REQUIRED ACTION. Lines with "impl": please show every one of them from the listing below.

TASK INPUT.
-.-.-

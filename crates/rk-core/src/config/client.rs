//! Client configuration

use serde::{Deserialize, Serialize};
use std::time::Duration;

use super::serde_utils::{duration_millis, duration_secs};
use super::TlsPaths;
use crate::error::ConfigError;

/// Configuration for the chat client
#[derive(Debug, Clone, Serialize, Deserialize)]
#[serde(default)]
pub struct ClientConfig {
    /// Router address, `host:port`
    pub server_address: String,

    /// Name the server certificate must be valid for
    pub server_name: String,

    /// Client certificate/key and the CA bundle the server must chain to
    pub tls: TlsPaths,

    /// Timeout for TCP connect plus TLS handshake
    #[serde(with = "duration_secs")]
    pub connect_timeout: Duration,

    /// Delay schedule between failed connection attempts
    pub backoff: BackoffConfig,

    /// Give up after this many failed attempts; 0 retries forever
    pub max_connect_attempts: u32,
}

impl Default for ClientConfig {
    fn default() -> Self {
        Self {
            server_address: "localhost:1234".to_string(),
            server_name: "localhost".to_string(),
            tls: TlsPaths::in_config_dir("client.pem", "client.key", "server.pem"),
            connect_timeout: Duration::from_secs(10),
            backoff: BackoffConfig::default(),
            max_connect_attempts: 5,
        }
    }
}

impl ClientConfig {
    /// Check values that serde cannot
    pub fn validate(&self) -> Result<(), ConfigError> {
        if self.server_address.trim().is_empty() {
            return Err(ConfigError::Invalid("server_address is empty".to_string()));
        }
        if self.server_name.trim().is_empty() {
            return Err(ConfigError::Invalid("server_name is empty".to_string()));
        }
        self.backoff.validate()
    }
}

/// Exponential backoff configuration
#[derive(Debug, Clone, PartialEq, Serialize, Deserialize)]
#[serde(default)]
pub struct BackoffConfig {
    /// First delay
    #[serde(with = "duration_millis")]
    pub initial: Duration,

    /// Upper bound on any delay
    #[serde(with = "duration_millis")]
    pub max: Duration,

    /// Multiplier for each retry
    pub multiplier: f64,

    /// Jitter factor (0.0 to 1.0)
    pub jitter: f64,
}

impl Default for BackoffConfig {
    fn default() -> Self {
        Self {
            initial: Duration::from_millis(500),
            max: Duration::from_secs(30),
            multiplier: 2.0,
            jitter: 0.25,
        }
    }
}

impl BackoffConfig {
    pub fn validate(&self) -> Result<(), ConfigError> {
        if self.multiplier < 1.0 {
            return Err(ConfigError::Invalid(
                "backoff.multiplier must be >= 1.0".to_string(),
            ));
        }
        if !(0.0..=1.0).contains(&self.jitter) {
            return Err(ConfigError::Invalid(
                "backoff.jitter must be within 0.0..=1.0".to_string(),
            ));
        }
        if self.initial > self.max {
            return Err(ConfigError::Invalid(
                "backoff.initial exceeds backoff.max".to_string(),
            ));
        }
        Ok(())
    }
}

-.-.-

EXERCISE OUTPUT.
impl Default for ClientConfig {
impl ClientConfig {
impl Default for BackoffConfig {
impl BackoffConfig {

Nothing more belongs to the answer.